- Born: 14 February 1914 Islington, London, England
- Died: 28 April 1995 (aged 81)
- Occupations: type designer, typographer, writer

= Walter Tracy =

English typographer and writer (1914–1995)

Walter Valentine Tracy RDI (14 February 1914 – 28 April 1995) was an English type designer, typographer and writer.

== Biography ==
Walter Tracy was born in Islington, London and attended Shoreditch Secondary school. At the age of fourteen he was apprenticed to the large printing firm William Clowes as a compositor. When he had completed his apprenticeship, Tracy went to work in the typographic studio of The Baynard Press, a printing house. From 1938 to 1946, Tracy had been rejected by the army's medical examination, he worked in an advertising agency as a print buyer.

From 1947 Tracy began to work part-time for the British Linotype & Machinery Ltd. (L&M) company, a subsidiary of Mergenthaler Linotype. The following year he was hired as a full-time employee by L&M, where he was going to spend the following 30 years. There he became involved with designing typefaces for newspapers, and classified advertising. His typeface Jubilee, designed to be more robust than Stanley Morison's 1931 font Times New Roman, was adopted by a number of newspapers, and his Telegraph Modern was used by the Daily Telegraph from 1967.

From the mid-1950s Tracy was also responsible for a range of influential Arabic type developments, among them the making of the Mrowa-Linotype Simplified Arabic type in collaboration with Kamel Mrowa and Nabih Jaroudi.

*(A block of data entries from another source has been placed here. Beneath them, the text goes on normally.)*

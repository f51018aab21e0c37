// Shared between the integration test binaries; not every binary uses
// every helper.
#![allow(dead_code)]

use std::sync::Arc;

use axum::body::{to_bytes, Body};
use axum::http::{header::CONTENT_TYPE, Request, Response};
use axum::Router;
use muster::app::{build_router, AppState};
use muster::config::{AppConfig, AuthCfg, DbCfg, ServerCfg, StreamCfg};
use muster::db;
use muster::models::brigade::Brigade;
use muster::models::{now_rfc3339, now_unix};
use muster::repos::sqlite::SqliteMusterRepo;
use muster::repos::MusterRepo;
use muster::security::hash_password;
use tempfile::TempDir;
use tower::ServiceExt; // for oneshot

pub const SUPER_USER: &str = "superadmin";
pub const SUPER_PASSWORD: &str = "sup3r-secret-pw";

pub struct TestApp {
    pub _dir: TempDir,
    pub state: AppState,
    pub router: Router,
}

pub fn init_test_app() -> anyhow::Result<TestApp> {
    let dir = TempDir::new()?;
    let db_path = dir.path().join("test.sqlite").display().to_string();

    let pool = db::make_pool(&db_path)?;
    {
        let mut conn = pool.get()?;
        db::run_migrations(&mut conn)?;
    }

    let config = AppConfig {
        server: ServerCfg {
            bind_addr: "127.0.0.1:0".into(),
        },
        db: DbCfg {
            url: db_path.clone(),
        },
        auth: AuthCfg {
            session_timeout_secs: 1800,
            superadmin_username: SUPER_USER.into(),
            superadmin_password_hash: Some(hash_password(SUPER_PASSWORD)?),
        },
        stream: StreamCfg {
            keep_alive_secs: 15,
            channel_capacity: 64,
        },
    };

    let repo: Arc<dyn MusterRepo> = SqliteMusterRepo::new(pool);
    let state = AppState::new(config, repo);
    let router = build_router(state.clone());
    Ok(TestApp {
        _dir: dir,
        state,
        router,
    })
}

/// Insert a brigade directly through the repo so tests that are not
/// about the super-admin surface can skip it.
pub async fn seed_brigade(state: &AppState, slug: &str, pin: &str, admin_password: &str) -> Brigade {
    let brigade = Brigade {
        id: uuid::Uuid::new_v4().to_string(),
        slug: slug.to_string(),
        name: format!("{slug} volunteer brigade"),
        pin_hash: hash_password(pin).expect("hash pin"),
        admin_password_hash: hash_password(admin_password).expect("hash password"),
        created_at: now_rfc3339(),
    };
    assert!(state
        .repo
        .create_brigade(brigade.clone())
        .await
        .expect("create brigade"));
    brigade
}

pub async fn pin_login(app: &TestApp, slug: &str, pin: &str) -> Response<Body> {
    post_json(
        &app.router,
        &format!("/b/{slug}/login"),
        serde_json::json!({ "pin": pin }),
    )
    .await
}

pub async fn admin_login(app: &TestApp, slug: &str, password: &str) -> Response<Body> {
    post_json(
        &app.router,
        &format!("/b/{slug}/admin/login"),
        serde_json::json!({ "password": password }),
    )
    .await
}

pub async fn super_login(app: &TestApp) -> Response<Body> {
    post_json(
        &app.router,
        "/admin/login",
        serde_json::json!({ "username": SUPER_USER, "password": SUPER_PASSWORD }),
    )
    .await
}

/// POST a JSON body. Requests carry an `Accept: application/json`
/// header so unauthenticated failures come back as structured errors
/// rather than login redirects.
pub async fn post_json(
    router: &Router,
    uri: &str,
    body: serde_json::Value,
) -> Response<Body> {
    router
        .clone()
        .oneshot(
            Request::post(uri)
                .header(CONTENT_TYPE, "application/json")
                .header("accept", "application/json")
                .body(Body::from(serde_json::to_vec(&body).unwrap()))
                .unwrap(),
        )
        .await
        .unwrap()
}

pub async fn get_json(router: &Router, uri: &str) -> Response<Body> {
    router
        .clone()
        .oneshot(
            Request::get(uri)
                .header("accept", "application/json")
                .body(Body::empty())
                .unwrap(),
        )
        .await
        .unwrap()
}

pub async fn delete_json(router: &Router, uri: &str) -> Response<Body> {
    router
        .clone()
        .oneshot(
            Request::delete(uri)
                .header("accept", "application/json")
                .body(Body::empty())
                .unwrap(),
        )
        .await
        .unwrap()
}

/// POST with a bearer token, the shape integration clients use.
pub async fn post_bearer(
    router: &Router,
    uri: &str,
    secret: &str,
    body: serde_json::Value,
) -> Response<Body> {
    router
        .clone()
        .oneshot(
            Request::post(uri)
                .header(CONTENT_TYPE, "application/json")
                .header("authorization", format!("Bearer {secret}"))
                .body(Body::from(serde_json::to_vec(&body).unwrap()))
                .unwrap(),
        )
        .await
        .unwrap()
}

pub async fn get_bearer(router: &Router, uri: &str, secret: &str) -> Response<Body> {
    router
        .clone()
        .oneshot(
            Request::get(uri)
                .header("authorization", format!("Bearer {secret}"))
                .body(Body::empty())
                .unwrap(),
        )
        .await
        .unwrap()
}

pub async fn read_json(res: Response<Body>) -> serde_json::Value {
    let bytes = to_bytes(res.into_body(), 1024 * 1024).await.unwrap();
    serde_json::from_slice(&bytes).unwrap()
}

/// Log in as admin and mint a token in one move; returns the plaintext
/// secret alongside the response body.
pub async fn issue_token(
    app: &TestApp,
    slug: &str,
    admin_password: &str,
    permissions: &str,
    window_seconds: i32,
    max_requests: i32,
) -> serde_json::Value {
    let res = admin_login(app, slug, admin_password).await;
    assert_eq!(res.status(), axum::http::StatusCode::NO_CONTENT);
    let res = post_json(
        &app.router,
        &format!("/b/{slug}/admin/tokens"),
        serde_json::json!({
            "name": "integration",
            "permissions": permissions,
            "window_seconds": window_seconds,
            "max_requests": max_requests,
        }),
    )
    .await;
    assert_eq!(res.status(), axum::http::StatusCode::CREATED);
    read_json(res).await
}

/// Backdate a session's activity clock; drives the sliding-timeout
/// scenarios without sleeping.
pub async fn age_session(
    state: &AppState,
    tier: muster::auth::sessions::Tier,
    slug: &str,
    seconds: i64,
) {
    state
        .sessions
        .login(tier, slug, now_unix() - seconds)
        .await;
}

In 1967 Tracy supervised a team steered by L&M's representative Hrant Gabeyan that developed the first computer for automated Arabic character selection and justification. The resulting system was developed in collaboration with the Compugraphic Corporation, and was first installed at the Egyptian daily Al-Ahram. It became an influential model for later systems such as the phonetic keyboard for Indian scripts developed by Linotype-Paul Ltd.

In 1972 Tracy was asked by The Times to design a replacement for Times New Roman. The resulting type was named Times Europa, and was adopted by The Times in late 1972. In 1973 he was elected a Royal Designer for Industry. Tracy retired in 1977 but remained active, designing a range of Arabic typefaces for Linotype, Letraset and Bitstream. In the same period he also designed a Hebrew font, under a pseudonym.

Whilst some of his papers are held at the Type Museum, London, his correspondence files, documenting the development of numerous important typefaces, are held at the Department of Typography & Graphic Communication, University of Reading.

Walter was married to Frances Tracy for many years. They latterly lived at "Cedar Court" in Finchley, London, a Grade II listed 1920s building. He died on 28 April 1995.

== Typefaces ==
- Jubilee (1953)
- Adsans (1959)
- Maximus (1967)
- Telegraph Modern (1969)
- Times Europa (1972)
- Telegraph Newface Bold (with Shelley Winter, 1979)
- Qadi (Linotype) (1979)
- Kufic (Letraset) (1980)
- Oasis (1985)
- Sharif (Bitstream) (1989)
- Malik (Bitstream) (1988)
- Medina (Bitstream) (1989)

== Bibliography ==
- Nemeth, Titus Arabic Type-Making in the Machine Age. The influence of Technology on the Form of Arabic Type 1908–1993, Leiden and Boston: Brill, 2017
- Ross, Fiona Non-Latin Type Design at Linotype paper presented at the First annual Friends of St Bride conference, 24 & 25 September 2002, St Bride Library, London
- Tracy, Walter Letters of Credit, a View of Type Design, London 1986
- Tracy, Walter The Typographic Scene London 1988
- Tracy, Walter on Lanston Monotype's Series 54 in Bulletin 39 of the Printing Historical Society Summer 1995
- Tracy, Walter Composing Room Days (and after) in Bulletin 40 of the Printing Historical Society Winter 1995/96 which includes a memorial Editorial with contributions by two of his colleagues Shelley Winter & Lesley Sewell.